**What you will do**
The reply must reproduce each line below exactly.

**Data shown**
//! One entry point over the task projections.
//!
//! `TaskViewEngine` binds the timezone and report sizes once and derives
//! every view from the snapshot handed to it. It keeps no state between
//! calls, so a single engine can be shared freely across threads.

use chrono::{
  DateTime,
  NaiveDate,
  Utc
};
use chrono_tz::Tz;
use serde::Serialize;

use crate::calendar::{
  MarkedDates,
  build_marked_dates
};
use crate::datetime::day_key;
use crate::heatmap::{
  DEFAULT_WINDOW_DAYS,
  HeatBucket,
  build_heatmap
};
use crate::stats::{
  DEFAULT_UPCOMING_LIMIT,
  DashboardSummary,
  Stats,
  compute_stats_with_limit,
  dashboard_summary
};
use crate::task::Task;
use crate::view::{
  UPCOMING_FILTER_DAYS,
  ViewSpec,
  due_soon,
  filter_and_sort
};

#[derive(Debug, Clone)]
pub struct EngineSettings {
  pub timezone:       Tz,
  /// Window of the dashboard's due-soon list.
  pub upcoming_days:  i64,
  pub upcoming_limit: usize,
  pub heatmap_days:   u32
}

impl Default for EngineSettings {
  fn default() -> Self {
    Self {
      timezone:       chrono_tz::UTC,
      upcoming_days:  UPCOMING_FILTER_DAYS,
      upcoming_limit:
        DEFAULT_UPCOMING_LIMIT,
      heatmap_days:   DEFAULT_WINDOW_DAYS
    }
  }
}

#[derive(Debug, Clone, Serialize)]
pub struct TaskViews {
  pub filtered_tasks: Vec<Task>,
  pub marked_dates:   MarkedDates,
  pub stats:          Stats,
  pub heatmap:        Vec<HeatBucket>
}

#[derive(Debug, Clone, Default)]
pub struct TaskViewEngine {
  settings: EngineSettings
}

impl TaskViewEngine {
  pub fn new(
    settings: EngineSettings
  ) -> Self {
    Self { settings }
  }

  pub fn settings(
    &self
  ) -> &EngineSettings {
    &self.settings
  }

  pub fn timezone(&self) -> &Tz {
    &self.settings.timezone
  }

  pub fn today(
    &self,
    now: DateTime<Utc>
  ) -> NaiveDate {
    day_key(now, self.timezone())
  }

  /// Every projection for one refresh of the screen.
  #[tracing::instrument(skip(self, tasks, spec), fields(count = tasks.len(), filter = %spec.filter))]
  pub fn compute(
    &self,
    tasks: &[Task],
    spec: &ViewSpec
  ) -> TaskViews {
    TaskViews {
      filtered_tasks: self
        .filter_and_sort(tasks, spec),
      marked_dates:   self
        .build_marked_dates(
          tasks,
          spec.selected_day,
          spec.reference
        ),
      stats:          self
        .compute_stats(
          tasks,
          spec.reference
        ),
      heatmap:        self.build_heatmap(
        tasks,
        self.settings.heatmap_days,
        self.today(spec.reference)
      )
    }
  }

  pub fn filter_and_sort(
    &self,
    tasks: &[Task],
    spec: &ViewSpec
  ) -> Vec<Task> {
    filter_and_sort(
      tasks,
      spec,
      self.timezone()
    )
  }

  pub fn build_marked_dates(
    &self,
    tasks: &[Task],
    selected_day: Option<NaiveDate>,
    now: DateTime<Utc>
  ) -> MarkedDates {
    build_marked_dates(
      tasks,
      selected_day,
      now,
      self.timezone()
    )
  }

  pub fn compute_stats(
    &self,
    tasks: &[Task],
    reference: DateTime<Utc>
  ) -> Stats {
    compute_stats_with_limit(
      tasks,
      reference,
      self.settings.upcoming_limit
    )
  }

  pub fn build_heatmap(
    &self,
    tasks: &[Task],
    window_days: u32,
    end_date: NaiveDate
  ) -> Vec<HeatBucket> {
    build_heatmap(
      tasks,
      window_days,
      end_date,
      self.timezone()
    )
  }

  pub fn due_soon(
    &self,
    tasks: &[Task],
    now: DateTime<Utc>
  ) -> Vec<Task> {
    due_soon(
      tasks,
      now,
      self.settings.upcoming_days
    )
  }

  pub fn dashboard(
    &self,
    tasks: &[Task],
    now: DateTime<Utc>
  ) -> DashboardSummary {
    dashboard_summary(
      tasks,
      now,
      self.timezone(),
      self.settings.upcoming_days
    )
  }
}
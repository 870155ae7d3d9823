use std::process::ExitCode;

fn main() -> ExitCode {
  match studymgr_core::run(
    std::env::args_os().collect()
  ) {
    | Ok(()) => ExitCode::SUCCESS,
    | Err(err) => {
      eprintln!("studymgr: {err:#}");
      ExitCode::FAILURE
    }
  }
}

**Response**
//! One entry point over the task projections.
//!
//! `TaskViewEngine` binds the timezone and report sizes once and derives
//! every view from the snapshot handed to it. It keeps no state between
//! calls, so a single engine can be shared freely across threads.

use chrono::{
  DateTime,
  NaiveDate,
  Utc
};
use chrono_tz::Tz;
use serde::Serialize;

use crate::calendar::{
  MarkedDates,
  build_marked_dates
};
use crate::datetime::day_key;
use crate::heatmap::{
  DEFAULT_WINDOW_DAYS,
  HeatBucket,
  build_heatmap
};
use crate::stats::{
  DEFAULT_UPCOMING_LIMIT,
  DashboardSummary,
  Stats,
  compute_stats_with_limit,
  dashboard_summary
};
use crate::task::Task;
use crate::view::{
  UPCOMING_FILTER_DAYS,
  ViewSpec,
  due_soon,
  filter_and_sort
};

#[derive(Debug, Clone)]
pub struct EngineSettings {
  pub timezone:       Tz,
  /// Window of the dashboard's due-soon list.
  pub upcoming_days:  i64,
  pub upcoming_limit: usize,
  pub heatmap_days:   u32
}

impl Default for EngineSettings {
  fn default() -> Self {
    Self {
      timezone:       chrono_tz::UTC,
      upcoming_days:  UPCOMING_FILTER_DAYS,
      upcoming_limit:
        DEFAULT_UPCOMING_LIMIT,
      heatmap_days:   DEFAULT_WINDOW_DAYS
    }
  }
}

#[derive(Debug, Clone, Serialize)]
pub struct TaskViews {
  pub filtered_tasks: Vec<Task>,
  pub marked_dates:   MarkedDates,
  pub stats:          Stats,
  pub heatmap:        Vec<HeatBucket>
}

#[derive(Debug, Clone, Default)]
pub struct TaskViewEngine {
  settings: EngineSettings
}

impl TaskViewEngine {
  pub fn new(
    settings: EngineSettings
  ) -> Self {
    Self { settings }
  }

  pub fn settings(
    &self
  ) -> &EngineSettings {
    &self.settings
  }

  pub fn timezone(&self) -> &Tz {
    &self.settings.timezone
  }

  pub fn today(
    &self,
    now: DateTime<Utc>
  ) -> NaiveDate {
    day_key(now, self.timezone())
  }

  /// Every projection for one refresh of the screen.
  #[tracing::instrument(skip(self, tasks, spec), fields(count = tasks.len(), filter = %spec.filter))]
  pub fn compute(
    &self,
    tasks: &[Task],
    spec: &ViewSpec
  ) -> TaskViews {
    TaskViews {
      filtered_tasks: self
        .filter_and_sort(tasks, spec),
      marked_dates:   self
        .build_marked_dates(
          tasks,
          spec.selected_day,
          spec.reference
        ),
      stats:          self
        .compute_stats(
          tasks,
          spec.reference
        ),
      heatmap:        self.build_heatmap(
        tasks,
        self.settings.heatmap_days,
        self.today(spec.reference)
      )
    }
  }

  pub fn filter_and_sort(
    &self,
    tasks: &[Task],
    spec: &ViewSpec
  ) -> Vec<Task> {
    filter_and_sort(
      tasks,
      spec,
      self.timezone()
    )
  }

  pub fn build_marked_dates(
    &self,
    tasks: &[Task],
    selected_day: Option<NaiveDate>,
    now: DateTime<Utc>
  ) -> MarkedDates {
    build_marked_dates(
      tasks,
      selected_day,
      now,
      self.timezone()
    )
  }

  pub fn compute_stats(
    &self,
    tasks: &[Task],
    reference: DateTime<Utc>
  ) -> Stats {
    compute_stats_with_limit(
      tasks,
      reference,
      self.settings.upcoming_limit
    )
  }

  pub fn build_heatmap(
    &self,
    tasks: &[Task],
    window_days: u32,
    end_date: NaiveDate
  ) -> Vec<HeatBucket> {
    build_heatmap(
      tasks,
      window_days,
      end_date,
      self.timezone()
    )
  }

  pub fn due_soon(
    &self,
    tasks: &[Task],
    now: DateTime<Utc>
  ) -> Vec<Task> {
    due_soon(
      tasks,
      now,
      self.settings.upcoming_days
    )
  }

  pub fn dashboard(
    &self,
    tasks: &[Task],
    now: DateTime<Utc>
  ) -> DashboardSummary {
    dashboard_summary(
      tasks,
      now,
      self.timezone(),
      self.settings.upcoming_days
    )
  }
}
repository 870155ae7d3d9823
use std::process::ExitCode;

fn main() -> ExitCode {
  match studymgr_core::run(
    std::env::args_os().collect()
  ) {
    | Ok(()) => ExitCode::SUCCESS,
    | Err(err) => {
      eprintln!("studymgr: {err:#}");
      ExitCode::FAILURE
    }
  }
}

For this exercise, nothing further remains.